Wife's in tears. Son's in tears because everyone else is upset. Can this be the out-of-box experience Motorola had planned for us?
My wife says: "I think we've come to a point where companies have gotten so big they don't have to care about the individual customer. When you're as big as the GNP of a small country, a $500 phone doesn't seem like a big deal. When the policy is written, they try to write it so no one can get around the policy, even when it would make sense. No one is given autonomy to go outside the policy, even when it would make sense. And nobody that has the authority to make a change is even aware that the situation occurs unless it reaches the media. As companies get larger and larger, this is just gonna get worse".
Why do phone companies try so hard to drive away subscribers with top-tier data plans who buy the top-of-the-line phone?

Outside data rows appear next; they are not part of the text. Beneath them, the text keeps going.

use std::collections::HashMap;

use crate::director::cast::CastDef;
use crate::director::enums::ScriptType;
use crate::director::file::DirectorFile;
use crate::director::lingo::script::ScriptContext;
use crate::runtime::cast_lib::{cast_member_ref, CastLoadState, CastMemberRef, PreloadMode, PreloadReason};
use crate::runtime::cast_member::CastMember;
use crate::runtime::error::{RuntimeError, RuntimeResult};
use crate::runtime::script::Script;

/// One cast library: its members, parsed scripts, and name-resolution
/// context (`lctx`). Mirrors the teacher's `CastLib`, minus the async
/// preload bookkeeping that now lives on `ExternalCastLoader`.
pub struct CastLibrary {
    pub name: String,
    pub file_name: String,
    pub number: u32,
    pub is_external: bool,
    pub state: CastLoadState,
    pub preload_mode: PreloadMode,
    pub lctx: Option<ScriptContext>,
    pub members: HashMap<u32, CastMember>,
    pub scripts: HashMap<u32, Script>,
    pub capital_x: bool,
    pub dir_version: u16,
    /// Declared member-number range for this library from its cast-list
    /// entry, used to resolve a movie-global member number into
    /// `(lib, local_number)` in `CastRegistry::find_member_ref_by_number`.
    pub min_member: u32,
    pub max_member: u32,
}

impl CastLibrary {
    pub fn max_member_id(&self) -> u32 {
        *self.members.keys().max().unwrap_or(&0)
    }

    pub fn find_member_by_name(&self, name: &str) -> Option<&CastMember> {
        self.members.values().find(|m| m.name == name)
    }

    pub fn find_member_by_number(&self, number: u32) -> Option<&CastMember> {
        self.members.get(&number)
    }

    pub fn apply_cast_def(&mut self, def: &CastDef) {
        self.capital_x = def.capital_x;
        self.dir_version = def.dir_version;
        self.lctx = def.lctx.clone();
        self.members = def
            .members
            .iter()
            .map(|(number, member_def)| (*number, CastMember::from_def(*number, member_def)))
            .collect();

        if let Some(lctx) = &def.lctx {
            self.scripts = def
                .members
                .iter()
                .filter_map(|(number, member_def)| {
                    let script_chunk = lctx.scripts.get(number)?;
                    let member_ref = cast_member_ref(self.number as i32, *number as i32);
                    let name = member_def
                        .chunk
                        .member_info
                        .as_ref()
                        .map(|info| info.name.clone())
                        .unwrap_or_default();
                    let script_type = member_def
                        .chunk
                        .specific_data
                        .script_type()
                        .unwrap_or(ScriptType::Invalid);
                    Some((
                        *number,
                        Script::new(member_ref, name, script_chunk.clone(), script_type, lctx),
                    ))
                })
                .collect();
        }
        self.state = CastLoadState::Loaded;
    }
}

/// Owns every cast library for a loaded movie. Built once from a parsed
/// `DirectorFile`; external casts are spliced in later by
/// `ExternalCastLoader` as they finish loading.
pub struct CastRegistry {
    pub casts: Vec<CastLibrary>,
}

impl CastRegistry {
    pub fn empty() -> CastRegistry {
        CastRegistry { casts: Vec::new() }
    }

    pub fn load_from_dir(&mut self, dir: &DirectorFile) {
        self.casts = dir
            .cast_entries
            .iter()
            .enumerate()
            .map(|(index, entry)| {
                let def = dir.casts.iter().find(|c| c.id == entry.id);
                let mut cast = CastLibrary {
                    name: entry.name.clone(),
                    file_name: entry.file_path.clone(),
                    number: (index + 1) as u32,
                    is_external: !entry.file_path.is_empty(),
                    state: if def.is_some() { CastLoadState::NotLoaded } else { CastLoadState::NotLoaded },
                    preload_mode: PreloadMode::from(entry.preload_settings),
                    lctx: None,
                    members: HashMap::new(),
                    scripts: HashMap::new(),
                    capital_x: false,
                    dir_version: dir.version,
                    min_member: entry.min_member as u32,
                    max_member: entry.max_member as u32,
                };
                if let Some(def) = def {
                    cast.apply_cast_def(def);
                }
                cast
            })
            .collect();
    }

    pub fn get_cast(&self, number: u32) -> RuntimeResult<&CastLibrary> {
        self.casts
            .get(number as usize - 1)
            .ok_or_else(|| RuntimeError::CastNotLoaded { lib: number.to_string() })
    }

    pub fn get_cast_mut(&mut self, number: u32) -> RuntimeResult<&mut CastLibrary> {
        self.casts
            .get_mut(number as usize - 1)
            .ok_or_else(|| RuntimeError::CastNotLoaded { lib: number.to_string() })
    }

    pub fn get_cast_by_name(&self, name: &str) -> Option<&CastLibrary> {
        self.casts.iter().find(|c| c.name.eq_ignore_ascii_case(name))
    }

    pub fn get_member(&self, member_ref: CastMemberRef) -> Option<&CastMember> {
        self.get_cast(member_ref.cast_lib as u32).ok()?.members.get(&(member_ref.cast_member as u32))
    }

    pub fn get_script(&self, member_ref: CastMemberRef) -> Option<&Script> {
        self.get_cast(member_ref.cast_lib as u32).ok()?.scripts.get(&(member_ref.cast_member as u32))
    }

    /// §4.4: resolves a movie-global member number by walking the libraries
    /// in load order and treating each one's declared `[min_member,
    /// max_member]` range as a slot in a single concatenated address space,
    /// rather than requiring the number to match a per-library member id
    /// directly. A library whose range is degenerate (`min_member == 0 &&
    /// max_member == 0`, i.e. the chunk provider never populated it) falls
    /// back to exact per-library lookup so movies authored before this
    /// field existed still resolve.
    pub fn find_member_ref_by_number(&self, number: u32) -> Option<CastMemberRef> {
        self.casts.iter().find_map(|cast| {
            let has_range = cast.min_member != 0 || cast.max_member != 0;
            if has_range {
                if number < cast.min_member || number > cast.max_member {
                    return None;
                }
                let local = number - cast.min_member + 1;
                cast.members
                    .get(&local)
                    .map(|member| cast_member_ref(cast.number as i32, member.number as i32))
            } else {
                cast.members
                    .get(&number)
                    .map(|member| cast_member_ref(cast.number as i32, member.number as i32))
            }
        })
    }

    pub fn find_member_ref_by_name(&self, name: &str) -> Option<CastMemberRef> {
        self.casts.iter().find_map(|cast| {
            cast.find_member_by_name(name)
                .map(|member| cast_member_ref(cast.number as i32, member.number as i32))
        })
    }

    /// Casts flagged `WhenNeeded` never come back here; a host loads those
    /// lazily on first reference instead. `MovieLoaded` pulls in
    /// `BeforeFrameOne` casts; `AfterFrameOne` pulls in `AfterFrameOne` casts
    /// (§4.4's reason-to-mode mapping).
    pub fn casts_pending_preload(&self, reason: PreloadReason) -> Vec<u32> {
        let wanted = match reason {
            PreloadReason::MovieLoaded => PreloadMode::BeforeFrameOne,
            PreloadReason::AfterFrameOne => PreloadMode::AfterFrameOne,
        };
        self.casts
            .iter()
            .filter(|c| c.is_external && c.state == CastLoadState::NotLoaded && c.preload_mode == wanted)
            .map(|c| c.number)
            .collect()
    }
}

Won't thousands of other people make exactly the same mistake with the phone?
By the way: the tab? It's to pull the battery out of the phone. Don't ask me why they couldn't just put in a little fingernail notch.
Updated July 21 1PM EDT -
Motorola has also confirmed that following the instruction to pull the tab voids the phone's warranty.
We're not the only ones who pulled the tab as instructed.
Updated July 22 4:41 PM EDT -
I'm going to guess that this problem will mainly show up for folks who've had their DroidX phones shipped to them. These phones ship without an installed battery and no explanation for the tab. Folks who buy the phone at the store will typically have the salesperson install the battery, and the first time they'll encounter the tab is in the act of popping the battery out of the phone.
To clarify - we think the phone will work just fine. The part that's made us so mad is that the warranty is now gone. What happens if something does go wrong?
Updated July 24 12:35 AM EDT - Resolved? Maybe...
The Mrs. spoke to a different rep from Motorola yesterday who said "Huh? That doesn't sound right. Hang on while I check with support...No, Verizon is crazy, you didn't void your warranty...".
That sounds pretty good, but he had no way to put it in writing. He did ask the Mrs. to call back Verizon with the Moto case number to help straighten out their support desk, and suggested he'd look into getting Moto's story straight.
That's some relief - the Mrs. is using her DroidX at last, and is mollified, and the youngun is sleeping well tonight.
BUT - we have recent verbal assurance from Moto that the warranty is not void, and prior text assurance from Moto that it is void. That's not the happiest of resolutions. Would like to say we're done, but would rather hear policy from Moto and Verizon that clears this all up.